The difference an hour makes (or doesn’t)

Just to make your head spin on this Friday here are a bunch of new studies/findings/discussions of findings to make you go in circles.

3o minutes a day, no longer the path to the golden ring of Health : “It’s widely accepted that 30 minutes a day of exercise will lower the risk of some chronic diseases, but new research suggests it’s not enough to control weight gain. The new study from the US has found that among middle aged and older women, there’s little difference in weight gain between women who get their 30 minutes and those who don’t. ”

Okay then, well what DO they suggest? “People should undertake a minimum of 30 minutes of exercise a day. Now the intention there is to reduce the risk of various diseases like heart disease and reduce the risk of early death. But we really haven’t been able to pinpoint or optimise the amount of exercise required for prevention of weight gain, we haven’t really had the research.”

Wait, what?  We really haven’t had the RESEARCH??  Billions of funded dollars have gone into weight studies so that we can banish us huge blobs of flesh from the world and there hasn’t been enough research??  Or is it that the research hasn’t provided them with the biased results they WANT?  Namely that we fatties just need to walk a bit further every day than from couch to fridge and back and then POOF we’ll be Magic-Thin!?  Also notable, yeah 30 minutes improves your HEALTH but damn, I mean you’ll still be FAT so..ugg we need more research.  *eyeroll*

So okay, not 30 minutes.  What do you folks suggest instead? Give me more about that 60 minutes….

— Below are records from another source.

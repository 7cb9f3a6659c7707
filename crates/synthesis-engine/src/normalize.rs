//! Metric Normalizer
//!
//! Validates each card record once at ingestion and produces the normalized
//! view every later stage works from. Bad fields are dropped or clamped with a
//! diagnostic; nothing here aborts the batch except a batch with no symbol.

use std::cmp::Ordering;
use std::collections::{BTreeMap, BTreeSet};

use chrono::{DateTime, Utc};
use synthesis_core::{
    normalize_category, CardOutput, Confidence, Diagnostic, Insight, InsightType, MetricNumber,
    MetricTone, MetricValue, Sentiment, Stage, SynthesisError,
};

const MIN_SIGNAL_STRENGTH: i64 = 1;
const MAX_SIGNAL_STRENGTH: i64 = 5;
const MIN_PRIORITY: i64 = 1;
const MAX_PRIORITY: i64 = 3;

/// A validated score contribution
#[derive(Debug, Clone, PartialEq)]
pub struct Contribution {
    pub category: String,
    pub score: f64,
    pub weight: f64,
}

#[derive(Debug, Clone, PartialEq)]
pub struct NormalizedInsight {
    pub kind: InsightType,
    pub message: String,
    pub priority: u8,
    pub related_metric_ids: Vec<String>,
}

#[derive(Debug, Clone, PartialEq)]
pub struct NormalizedCard {
    pub card_id: String,
    pub category: String,
    pub sentiment: Sentiment,
    pub confidence: Confidence,
    pub signal_strength: u8,
    pub as_of: Option<DateTime<Utc>>,
    pub contribution: Option<Contribution>,
    pub insights: Vec<NormalizedInsight>,
    /// Lower-cased, deduplicated, sorted
    pub tags: Vec<String>,
    pub suggested_cards: Vec<String>,
}

impl NormalizedCard {
    /// The insight this card leads with
    pub fn headline(&self) -> Option<&NormalizedInsight> {
        self.insights
            .iter()
            .min_by(|a, b| a.priority.cmp(&b.priority).then_with(|| a.message.cmp(&b.message)))
    }
}

/// A metric tagged with the card and category it came from
#[derive(Debug, Clone, PartialEq)]
pub struct NormalizedMetric {
    pub card_id: String,
    pub category: String,
    /// Merge key: normalized label, or the id when unlabeled
    pub key: String,
    pub id: Option<String>,
    pub label: String,
    pub value: MetricNumber,
    /// |value|, 0 when the value has no numeric reading
    pub magnitude: f64,
    pub interpretation: String,
    pub tone: MetricTone,
    pub format: Option<String>,
    pub priority: u8,
    pub trend: Option<String>,
    pub benchmark: Option<MetricNumber>,
}

#[derive(Debug, Clone, PartialEq)]
pub struct NormalizedBatch {
    pub symbol: String,
    pub as_of: Option<DateTime<Utc>>,
    /// Sorted by card id
    pub cards: Vec<NormalizedCard>,
    pub metrics: Vec<NormalizedMetric>,
}

/// Log a dropped or corrected input and keep it for the result
pub(crate) fn note(
    diagnostics: &mut Vec<Diagnostic>,
    stage: Stage,
    card_id: Option<&str>,
    message: impl Into<String>,
) {
    let diagnostic = Diagnostic::new(stage, card_id, message);
    tracing::warn!(
        "[{:?}] {}: {}",
        diagnostic.stage,
        diagnostic.card_id.as_deref().unwrap_or("<batch>"),
        diagnostic.message
    );
    diagnostics.push(diagnostic);
}

/// Validate a batch of card outputs.
///
/// Fails only when a non-empty batch has no card carrying a symbol.
pub fn normalize_batch(
    cards: &[CardOutput],
    diagnostics: &mut Vec<Diagnostic>,
) -> Result<NormalizedBatch, SynthesisError> {
    if cards.is_empty() {
        return Ok(NormalizedBatch {
            symbol: String::new(),
            as_of: None,
            cards: Vec::new(),
            metrics: Vec::new(),
        });
    }

    let symbol = resolve_symbol(cards.iter().filter_map(|c| c.symbol.as_deref())).ok_or_else(|| {
        SynthesisError::InvalidBatch(format!("none of the {} card records carries a symbol", cards.len()))
    })?;

    let mut by_id: BTreeMap<&str, Vec<&CardOutput>> = BTreeMap::new();
    for raw in cards {
        let card_id = raw.card_id.trim();
        if card_id.is_empty() {
            note(diagnostics, Stage::Normalization, None, "Dropped card record without a cardId");
            continue;
        }
        if let Some(card_symbol) = raw.symbol.as_deref().map(canonical_symbol) {
            if !card_symbol.is_empty() && card_symbol != symbol {
                note(
                    diagnostics,
                    Stage::Normalization,
                    Some(card_id),
                    format!("Dropped card for symbol {} in a batch for {}", card_symbol, symbol),
                );
                continue;
            }
        }
        by_id.entry(card_id).or_default().push(raw);
    }

    let mut normalized = Vec::with_capacity(by_id.len());
    let mut metrics = Vec::new();
    for (card_id, mut records) in by_id {
        records.sort_by(|a, b| preferred_record(a, b));
        let Some((raw, duplicates)) = records.split_first() else {
            continue;
        };
        for _ in duplicates {
            note(diagnostics, Stage::Normalization, Some(card_id), "Dropped duplicate card record");
        }

        let card = normalize_card(raw, card_id, diagnostics);
        for metric in &raw.key_metrics {
            if let Some(metric) = normalize_metric(metric, &card, diagnostics) {
                metrics.push(metric);
            }
        }
        normalized.push(card);
    }

    metrics.sort_by(|a, b| a.card_id.cmp(&b.card_id).then_with(|| a.key.cmp(&b.key)));

    let as_of = normalized.iter().filter_map(|c| c.as_of).max();

    tracing::debug!(
        "Normalized {} of {} cards for {} ({} metrics)",
        normalized.len(),
        cards.len(),
        symbol,
        metrics.len()
    );

    Ok(NormalizedBatch {
        symbol,
        as_of,
        cards: normalized,
        metrics,
    })
}

fn canonical_symbol(raw: &str) -> String {
    raw.trim().to_uppercase()
}

/// Most frequent symbol; ties go to the lexicographically smallest
pub(crate) fn resolve_symbol<'a>(symbols: impl Iterator<Item = &'a str>) -> Option<String> {
    let mut counts: BTreeMap<String, usize> = BTreeMap::new();
    for symbol in symbols.map(canonical_symbol) {
        if !symbol.is_empty() {
            *counts.entry(symbol).or_default() += 1;
        }
    }
    // max_by_key keeps the last maximum, so walk in reverse to favor the smallest name
    counts
        .into_iter()
        .rev()
        .max_by_key(|(_, count)| *count)
        .map(|(symbol, _)| symbol)
}

/// Which of two records sharing a cardId to keep, independent of batch order:
/// higher confidence, then stronger signal, then higher score. Records equal
/// on all three fall back to their serialized form.
fn preferred_record(a: &CardOutput, b: &CardOutput) -> Ordering {
    let score = |card: &CardOutput| {
        card.score_contribution
            .as_ref()
            .and_then(|c| c.score)
            .unwrap_or(f64::NEG_INFINITY)
    };
    b.confidence
        .cmp(&a.confidence)
        .then_with(|| b.signal_strength.cmp(&a.signal_strength))
        .then_with(|| score(b).total_cmp(&score(a)))
        .then_with(|| {
            let fingerprint = |card: &CardOutput| serde_json::to_string(card).unwrap_or_default();
            fingerprint(a).cmp(&fingerprint(b))
        })
}

fn normalize_card(card: &CardOutput, card_id: &str, diagnostics: &mut Vec<Diagnostic>) -> NormalizedCard {
    let signal_strength = card.signal_strength.clamp(MIN_SIGNAL_STRENGTH, MAX_SIGNAL_STRENGTH);
    if signal_strength != card.signal_strength {
        note(
            diagnostics,
            Stage::Normalization,
            Some(card_id),
            format!("Signal strength {} clamped to {}", card.signal_strength, signal_strength),
        );
    }

    let contribution = normalize_contribution(card, card_id, diagnostics);

    let mut category = normalize_category(&card.category);
    if category.is_empty() {
        category = contribution
            .as_ref()
            .map(|c| c.category.clone())
            .unwrap_or_else(|| "uncategorized".to_string());
    }

    let insights = card
        .insights
        .iter()
        .filter_map(|insight| normalize_insight(insight, card_id, diagnostics))
        .collect();

    let tags: BTreeSet<String> = card
        .tags
        .iter()
        .map(|t| t.trim().to_lowercase())
        .filter(|t| !t.is_empty())
        .collect();

    let mut suggested_cards: Vec<String> = Vec::new();
    for suggestion in card.suggested_cards.iter().map(|s| s.trim()).filter(|s| !s.is_empty()) {
        if !suggested_cards.iter().any(|s| s == suggestion) {
            suggested_cards.push(suggestion.to_string());
        }
    }

    NormalizedCard {
        card_id: card_id.to_string(),
        category,
        sentiment: card.sentiment,
        confidence: card.confidence,
        signal_strength: signal_strength as u8,
        as_of: card.as_of,
        contribution,
        insights,
        tags: tags.into_iter().collect(),
        suggested_cards,
    }
}

fn normalize_contribution(
    card: &CardOutput,
    card_id: &str,
    diagnostics: &mut Vec<Diagnostic>,
) -> Option<Contribution> {
    let Some(raw) = card.score_contribution.as_ref() else {
        note(diagnostics, Stage::Normalization, Some(card_id), "Missing scoreContribution; card not scored");
        return None;
    };

    let category = raw
        .category
        .as_deref()
        .map(normalize_category)
        .filter(|c| !c.is_empty())
        .unwrap_or_else(|| normalize_category(&card.category));
    if category.is_empty() {
        note(diagnostics, Stage::Normalization, Some(card_id), "Score contribution has no category; card not scored");
        return None;
    }

    let score = match raw.score {
        Some(s) if s.is_finite() => s,
        _ => {
            note(diagnostics, Stage::Normalization, Some(card_id), "Score contribution has no usable score; card not scored");
            return None;
        }
    };
    let weight = match raw.weight {
        Some(w) if w.is_finite() && w > 0.0 => w,
        other => {
            note(
                diagnostics,
                Stage::Normalization,
                Some(card_id),
                format!("Score contribution weight {:?} is not positive; card not scored", other),
            );
            return None;
        }
    };

    let clamped_score = score.clamp(0.0, 100.0);
    if clamped_score != score {
        note(
            diagnostics,
            Stage::Normalization,
            Some(card_id),
            format!("Score {} clamped to {}", score, clamped_score),
        );
    }
    let clamped_weight = weight.min(1.0);
    if clamped_weight != weight {
        note(
            diagnostics,
            Stage::Normalization,
            Some(card_id),
            format!("Weight {} clamped to 1", weight),
        );
    }

    Some(Contribution {
        category,
        score: clamped_score,
        weight: clamped_weight,
    })
}

fn clamp_priority(
    priority: i64,
    card_id: &str,
    what: &str,
    diagnostics: &mut Vec<Diagnostic>,
) -> u8 {
    let clamped = priority.clamp(MIN_PRIORITY, MAX_PRIORITY);
    if clamped != priority {
        note(
            diagnostics,
            Stage::Normalization,
            Some(card_id),
            format!("{} priority {} clamped to {}", what, priority, clamped),
        );
    }
    clamped as u8
}

fn normalize_insight(
    insight: &Insight,
    card_id: &str,
    diagnostics: &mut Vec<Diagnostic>,
) -> Option<NormalizedInsight> {
    if insight.kind == InsightType::Unknown {
        note(diagnostics, Stage::Normalization, Some(card_id), "Dropped insight of unrecognized type");
        return None;
    }
    let message = insight.message.trim();
    if message.is_empty() {
        note(diagnostics, Stage::Normalization, Some(card_id), "Dropped insight without a message");
        return None;
    }
    Some(NormalizedInsight {
        kind: insight.kind,
        message: message.to_string(),
        priority: clamp_priority(insight.priority, card_id, "Insight", diagnostics),
        related_metric_ids: insight.related_metric_ids.clone(),
    })
}

fn normalize_metric(
    metric: &MetricValue,
    card: &NormalizedCard,
    diagnostics: &mut Vec<Diagnostic>,
) -> Option<NormalizedMetric> {
    let card_id = card.card_id.as_str();
    let id = metric.id.as_deref().map(str::trim).filter(|s| !s.is_empty());
    let label = metric
        .label
        .as_deref()
        .map(str::trim)
        .filter(|s| !s.is_empty())
        .or(id);
    let Some(label) = label else {
        note(diagnostics, Stage::Normalization, Some(card_id), "Dropped metric without label or id");
        return None;
    };
    let Some(value) = metric.value.clone() else {
        note(
            diagnostics,
            Stage::Normalization,
            Some(card_id),
            format!("Dropped metric '{}' without a value", label),
        );
        return None;
    };
    let Some(interpretation) = metric
        .interpretation
        .as_deref()
        .map(str::trim)
        .filter(|s| !s.is_empty())
    else {
        note(
            diagnostics,
            Stage::Normalization,
            Some(card_id),
            format!("Dropped metric '{}' without an interpretation", label),
        );
        return None;
    };

    let mut key = metric_key(label);
    if key.is_empty() {
        key = id.map(str::to_lowercase).unwrap_or_default();
    }
    if key.is_empty() {
        note(diagnostics, Stage::Normalization, Some(card_id), "Dropped metric with an empty key");
        return None;
    }

    Some(NormalizedMetric {
        card_id: card_id.to_string(),
        category: card.category.clone(),
        key,
        id: id.map(str::to_string),
        label: label.to_string(),
        magnitude: value.magnitude().map(f64::abs).unwrap_or(0.0),
        value,
        interpretation: interpretation.to_string(),
        tone: interpretation_tone(interpretation),
        format: metric.format.clone(),
        priority: clamp_priority(metric.priority, card_id, "Metric", diagnostics),
        trend: metric.trend.clone(),
        benchmark: metric.benchmark.clone(),
    })
}

/// "P/E Ratio (TTM)" -> "p e ratio ttm"
pub fn metric_key(label: &str) -> String {
    label
        .to_lowercase()
        .split(|c: char| !c.is_alphanumeric())
        .filter(|t| !t.is_empty())
        .collect::<Vec<_>>()
        .join(" ")
}

const POSITIVE_WORDS: &[&str] = &[
    "excellent", "good", "great", "strong", "healthy", "safe", "bullish", "undervalued",
    "cheap", "attractive", "positive", "favorable", "improving", "outperform", "oversold",
];
const NEGATIVE_WORDS: &[&str] = &[
    "poor", "weak", "bad", "distress", "distressed", "danger", "critical", "bearish",
    "overvalued", "expensive", "negative", "unfavorable", "deteriorating", "underperform",
    "overbought", "unsafe",
];

/// Polarity of an interpretation bucket such as "excellent", "fair" or "high risk"
pub fn interpretation_tone(interpretation: &str) -> MetricTone {
    let lowered = interpretation.to_lowercase();
    let tokens: Vec<&str> = lowered
        .split(|c: char| !c.is_alphanumeric())
        .filter(|t| !t.is_empty())
        .collect();

    let risk_qualifier = tokens
        .windows(2)
        .find(|pair| pair[1] == "risk")
        .map(|pair| pair[0]);
    match risk_qualifier {
        Some("high" | "elevated" | "extreme") => return MetricTone::Negative,
        Some("low" | "minimal") => return MetricTone::Positive,
        _ => {}
    }

    if tokens.iter().any(|t| NEGATIVE_WORDS.contains(t)) {
        MetricTone::Negative
    } else if tokens.iter().any(|t| POSITIVE_WORDS.contains(t)) {
        MetricTone::Positive
    } else {
        MetricTone::Neutral
    }
}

Only one hour a week: “There’s growing support for what’s known as high intensity interval training. You literally pack a weeks’ worth of exercise into a short amount of time. The research is mounting and some exercise experts are creating a buzz with claims this could revolutionize exercise. The research focuses specifically on high intensity interval training. It’s recommended you spend about four minutes at 100 percent capacity and then rest for several minutes in between. The entire work out lasts 20 to 30 minutes once or twice a week. Most of the research has been done in young, physically fit people. But some studies are showing older people even those with some medical conditions might be able to handle it.” (Emphasis is mine)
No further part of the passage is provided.